Por fin llegamos a casa, pero aún restaba un último obstáculo, las escaleras, y después de un gran esfuerzo para subir el doctor Thomas ingresó en la habitación, saludó fríamente y se dirigió con dificultad por el lado izquierdo de la cama. Con mano temblorosa cogió la muñeca de la agonizante para tomarle el pulso, luego de unos segundos observó detenidamente a su paciente y me habló.

—Haz lo que te pido hijo. Tráeme un vaso de agua, agrégale ocho cucharadas colmadas de azúcar y para mí una caña grande de vino tinto —nos quedamos mirando sorprendidos, sin dudas era una petición insólita.

Con un gesto mi padre me señaló la puerta y bajó conmigo en silencio, el ambiente que se respiraba en la casa era de absoluto retraimiento. Mientras yo añadía las cucharadas de azúcar al vaso, mi padre rellenaba una jarra de medio litro con el vino tinto que guardaba en la despensa. De regreso en la habitación el doctor pidió a Soledad que le diera con una cuchara el agua azucarada, mientras yo levantaba la cabeza de mi madre. El doctor Thomas observaba atentamente mientras bebía en silencio. De pronto, se oyeron unos golpes quedos en la puerta, y al mirar desde la ventana supimos que se trataba del Padre Pío. Bajé por él a regañadientes a pedido de mi padre, pues por mí no me hubiese movido del lado de mamá.

Al abrir la puerta sus ojos se posaron en mí como esperando adivinar una muerte.

—Aún vive, pero no porque le esté esperando a usted —le dije en tono sarcástico. Inmediatamente oímos un grito de júbilo emitido por Soledad. Subimos raudamente y apenas el cura puso un pie en la habitación mi madre comenzó a parpadear, abrió los ojos con una expresión de enojo y absoluta naturalidad.
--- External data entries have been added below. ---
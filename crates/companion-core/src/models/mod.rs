// ABOUTME: Core data models for the companion server
// ABOUTME: Re-exports User, HealthRecord, Subscription and conversation types
//
// SPDX-License-Identifier: MIT OR Apache-2.0
// Copyright (c) 2025 Pierre Fitness Intelligence

//! # Data Models
//!
//! Records are serialized in camelCase because the mobile client consumes them
//! directly from the REST endpoints.
//!
//! ## Core Models
//!
//! - `User`: registered person with a birth date and phone number
//! - `HealthRecord`: one vitals snapshot, append-only
//! - `Subscription`: monthly contribution with derived coverage
//! - `ConversationTurn`: one side of a chat exchange, append-only
//! - `Category`: topic bucket computed per message, never stored as an entity

mod conversation;
mod health;
mod subscription;
mod user;

pub use conversation::{AgentType, Category, ConversationTurn, NewTurn, SenderRole};
pub use health::{HealthRecord, NewHealthRecord, RecordType};
pub use subscription::{Subscription, SubscriptionStatus};
pub use user::User;
// ABOUTME: System-wide constants and configuration defaults for the companion server
// ABOUTME: Re-exports domain constants from companion-core and adds server-level defaults
//
// SPDX-License-Identifier: MIT OR Apache-2.0
// Copyright (c) 2025 Pierre Fitness Intelligence

//! # Constants Module
//!
//! Server-level defaults live here; domain thresholds and sentinels live in
//! `companion_core::constants` and are re-exported for convenience.

pub use companion_core::constants::{chat, health, profile, realtime, subscription};

/// Service identification for logs and health responses
pub mod service_names {
    /// Name reported by the server binary
    pub const COMPANION_SERVER: &str = "companion-server";
    /// Name used in model-provider error messages
    pub const ANTHROPIC: &str = "Anthropic";
    /// Name used in model-provider error messages
    pub const OPENAI_COMPATIBLE: &str = "OpenAI-compatible";
}

/// Network defaults
pub mod ports {
    /// Default HTTP listen port
    pub const DEFAULT_HTTP_PORT: u16 = 3000;
}

/// Storage defaults
pub mod database {
    /// Default `SQLite` database location
    pub const DEFAULT_DATABASE_URL: &str = "sqlite:./data/companion.db";
    /// Connections kept by the pool for file databases
    pub const MAX_CONNECTIONS: u32 = 5;
}

/// Token issuance defaults
pub mod auth {
    /// Token lifetime in days
    pub const DEFAULT_JWT_EXPIRY_DAYS: i64 = 30;
    /// Audience claim stamped on every token
    pub const JWT_AUDIENCE: &str = "companion-mobile";
    /// Minimum accepted secret length in bytes
    pub const MIN_JWT_SECRET_BYTES: usize = 32;
}

/// Model provider defaults
pub mod llm {
    /// Anthropic API base URL
    pub const ANTHROPIC_BASE_URL: &str = "https://api.anthropic.com/v1";
    /// Anthropic API version header value
    pub const ANTHROPIC_VERSION: &str = "2023-06-01";
    /// Default Anthropic model
    pub const ANTHROPIC_DEFAULT_MODEL: &str = "claude-sonnet-4-20250514";
    /// OpenAI-compatible base URL (local Ollama)
    pub const OPENAI_COMPAT_BASE_URL: &str = "http://localhost:11434/v1";
    /// Default OpenAI-compatible model
    pub const OPENAI_COMPAT_DEFAULT_MODEL: &str = "llama3.1:8b";
    /// Per-request HTTP timeout in seconds
    pub const HTTP_REQUEST_TIMEOUT_SECS: u64 = 120;
    /// Connection timeout in seconds
    pub const HTTP_CONNECT_TIMEOUT_SECS: u64 = 10;
}
// ABOUTME: Axum response conversion for AppError
// ABOUTME: Renders the error envelope with the status code mapped from ErrorCode
//
// SPDX-License-Identifier: MIT OR Apache-2.0
// Copyright (c) 2025 Pierre Fitness Intelligence

use axum::response::{IntoResponse, Response};
use axum::Json;
use http::StatusCode;

use super::{AppError, ErrorResponse};

impl IntoResponse for AppError {
    fn into_response(self) -> Response {
        let status =
            StatusCode::from_u16(self.http_status()).unwrap_or(StatusCode::INTERNAL_SERVER_ERROR);

        if status.is_server_error() {
            tracing::error!(code = ?self.code, message = %self.message, "Request failed");
        } else {
            tracing::debug!(code = ?self.code, message = %self.message, "Request rejected");
        }

        (status, Json(ErrorResponse::from(self))).into_response()
    }
}
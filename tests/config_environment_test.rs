// ABOUTME: Tests for environment-driven server configuration
// ABOUTME: Mutates process environment, so every test runs serially
//
// SPDX-License-Identifier: MIT OR Apache-2.0
// Copyright (c) 2025 Pierre Fitness Intelligence

#![allow(clippy::unwrap_used, clippy::expect_used)]

use std::env;
use std::path::PathBuf;
use std::time::Duration;

use companion_server::config::{DatabaseUrl, Environment, LlmProviderType, ServerConfig};
use serial_test::serial;

const CONFIG_VARS: &[&str] = &[
    "HTTP_PORT",
    "ENVIRONMENT",
    "DATABASE_URL",
    "JWT_SECRET",
    "JWT_EXPIRY_DAYS",
    "CORS_ORIGINS",
    "COMPANION_LLM_PROVIDER",
    "COMPANION_LLM_MODEL",
    "ANTHROPIC_API_KEY",
    "OPENAI_COMPAT_BASE_URL",
    "CHAT_CONTEXT_WINDOW",
    "CHAT_MAX_OUTPUT_TOKENS",
    "CHAT_MODEL_TIMEOUT_SECS",
    "CHAT_MAX_RETRIES",
    "CHAT_RETRY_BASE_DELAY_MS",
    "CHAT_RETRY_MAX_DELAY_MS",
    "COMPANION_PERSONA_TEMPLATE_PATH",
    "CHAT_UTC_OFFSET_MINUTES",
];

fn clear_env() {
    for var in CONFIG_VARS {
        env::remove_var(var);
    }
}

#[test]
#[serial]
fn test_defaults_when_unset() {
    clear_env();
    let config = ServerConfig::from_env().unwrap();

    assert_eq!(config.http_port, 3000);
    assert_eq!(config.environment, Environment::Development);
    assert_eq!(
        config.database.url,
        DatabaseUrl::SQLite {
            path: PathBuf::from("./data/companion.db")
        }
    );
    assert_eq!(config.cors_origins, vec!["*"]);
    assert_eq!(config.llm.provider, LlmProviderType::Anthropic);
    assert!(config.llm.model.is_none());
    assert_eq!(config.chat.context_window, 20);
    assert_eq!(config.chat.max_output_tokens, 1000);
    assert_eq!(config.chat.model_timeout(), Duration::from_secs(60));
    assert_eq!(config.chat.max_retries, 2);
    assert!(config.chat.persona_template_path.is_none());
    assert_eq!(config.chat.utc_offset_minutes, 540);
    assert_eq!(config.auth.jwt_expiry_days, 30);
}

#[test]
#[serial]
fn test_overrides_from_environment() {
    clear_env();
    env::set_var("HTTP_PORT", "8081");
    env::set_var("DATABASE_URL", "sqlite::memory:");
    env::set_var("CORS_ORIGINS", "http://localhost:8081, https://app.example.com");
    env::set_var("COMPANION_LLM_PROVIDER", "openai");
    env::set_var("COMPANION_LLM_MODEL", "qwen2.5:14b");
    env::set_var("CHAT_CONTEXT_WINDOW", "6");
    env::set_var("CHAT_MODEL_TIMEOUT_SECS", "15");
    env::set_var("COMPANION_PERSONA_TEMPLATE_PATH", "/etc/companion/persona.md");
    env::set_var("CHAT_UTC_OFFSET_MINUTES", "-300");

    let config = ServerConfig::from_env().unwrap();
    clear_env();

    assert_eq!(config.http_port, 8081);
    assert!(config.database.url.is_memory());
    assert_eq!(
        config.cors_origins,
        vec!["http://localhost:8081", "https://app.example.com"]
    );
    assert_eq!(config.llm.provider, LlmProviderType::OpenAiCompatible);
    assert_eq!(config.llm.model.as_deref(), Some("qwen2.5:14b"));
    assert_eq!(config.chat.context_window, 6);
    assert_eq!(config.chat.model_timeout(), Duration::from_secs(15));
    assert_eq!(
        config.chat.persona_template_path,
        Some(PathBuf::from("/etc/companion/persona.md"))
    );
    assert_eq!(config.chat.utc_offset().unwrap().local_minus_utc(), -5 * 3600);
}

#[test]
#[serial]
fn test_unparsable_values_are_rejected() {
    clear_env();
    env::set_var("CHAT_CONTEXT_WINDOW", "twenty");
    assert!(ServerConfig::from_env().is_err());

    env::set_var("CHAT_CONTEXT_WINDOW", "0");
    assert!(ServerConfig::from_env().is_err());

    clear_env();
    env::set_var("HTTP_PORT", "99999");
    assert!(ServerConfig::from_env().is_err());

    clear_env();
    env::set_var("CHAT_UTC_OFFSET_MINUTES", "1440");
    assert!(ServerConfig::from_env().is_err());
    clear_env();
}

#[test]
#[serial]
fn test_production_requires_jwt_secret() {
    clear_env();
    env::set_var("ENVIRONMENT", "production");
    assert!(ServerConfig::from_env().is_err());

    env::set_var("JWT_SECRET", "x".repeat(48));
    let config = ServerConfig::from_env().unwrap();
    assert!(config.environment.is_production());
    clear_env();
}
// ABOUTME: Subscription enrollment and coverage projection
// ABOUTME: Derives coverage ratio and amount from the monthly contribution
//
// SPDX-License-Identifier: MIT OR Apache-2.0
// Copyright (c) 2025 Pierre Fitness Intelligence

use chrono::Utc;
use companion_core::models::{Subscription, SubscriptionStatus};
use tracing::info;
use uuid::Uuid;

use crate::constants::subscription::{ESTIMATED_MEDICAL_COST, RATIO_STEP_AMOUNT};
use crate::database::Database;
use crate::errors::{AppError, AppResult, ErrorCode};

/// Fraction of the estimated medical cost a monthly contribution covers.
///
/// Every 100,000 won per month covers a tenth of the estimate.
#[must_use]
pub fn coverage_ratio(monthly_amount: i64) -> f64 {
    (monthly_amount as f64 / RATIO_STEP_AMOUNT) / 10.0
}

/// Projected coverage in won, rounded down
#[must_use]
pub fn coverage_amount(ratio: f64) -> i64 {
    (ESTIMATED_MEDICAL_COST as f64 * ratio).floor() as i64
}

/// Start a new active subscription
///
/// # Errors
///
/// Returns `ValueOutOfRange` for a non-positive amount, `ResourceNotFound`
/// for an unknown user, `DatabaseError` otherwise
pub async fn enroll(
    database: &Database,
    user_id: Uuid,
    monthly_amount: i64,
) -> AppResult<Subscription> {
    if monthly_amount <= 0 {
        return Err(AppError::new(
            ErrorCode::ValueOutOfRange,
            "monthlyAmount must be a positive number of won",
        ));
    }

    let ratio = coverage_ratio(monthly_amount);
    let subscription = Subscription {
        id: Uuid::new_v4(),
        user_id,
        monthly_amount,
        coverage_amount: coverage_amount(ratio),
        coverage_ratio: ratio,
        status: SubscriptionStatus::Active,
        started_at: Utc::now(),
    };

    database.create_subscription(&subscription).await?;
    info!(
        user.id = %user_id,
        subscription.monthly_amount = monthly_amount,
        subscription.coverage_amount = subscription.coverage_amount,
        "Subscription started"
    );
    Ok(subscription)
}
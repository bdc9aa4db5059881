// ABOUTME: Conversation core building blocks for the companion persona
// ABOUTME: Classifier, profile summarizer, persona template and context window assembly
//
// SPDX-License-Identifier: MIT OR Apache-2.0
// Copyright (c) 2025 Pierre Fitness Intelligence

//! # Conversation Core
//!
//! Pure, independently testable pieces that the chat orchestration service
//! composes for each inbound message:
//!
//! - [`classify`] assigns a topic to a message
//! - [`summarize`] turns raw user state into display-ready profile fields
//! - [`PromptTemplate`] renders those fields into the persona system prompt
//! - [`build_context_window`] orders recent turns for the model

mod classifier;
mod context;
mod persona;
mod profile;

pub use classifier::{classify, KEYWORD_RULES};
pub use context::{assemble_context, build_context_window};
pub use persona::{Placeholder, PromptTemplate};
pub use profile::{
    age_on, format_blood_pressure, format_subscription, local_date, summarize, ProfileSnapshot,
    ProfileSummary,
};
—¿Qué significa todo esto, qué hace este hombre en mi pieza? —indicando al doctor Thomas— ¡y mírame, estoy en paños menores!, ¿te has vuelto loco Julio Cesar? —hablándole autoritariamente a mi padre.

El cura que no entendía nada intentó preguntar algo que justificara que aquella mujer rebosante de energía necesitara una extremaunción, pero mi madre lo hizo callar bruscamente.

—Salga de mi casa, con usted no quiero nada y todos pueden irse tras él, esto es insólito, tendrán que saber explicarme esto, pero antes Gonzalo tráeme un café y un trozo de brazo de reina. Este mal rato me ha provocado un hambre atroz.

Eso fue todo. Aquel domingo mi madre resucitó, el cura se llevó un mal rato y el doctor Juan Thomas demostró toda su bondad y conocimiento a cambio de medio litro de vino tinto. Mi madre aún vive.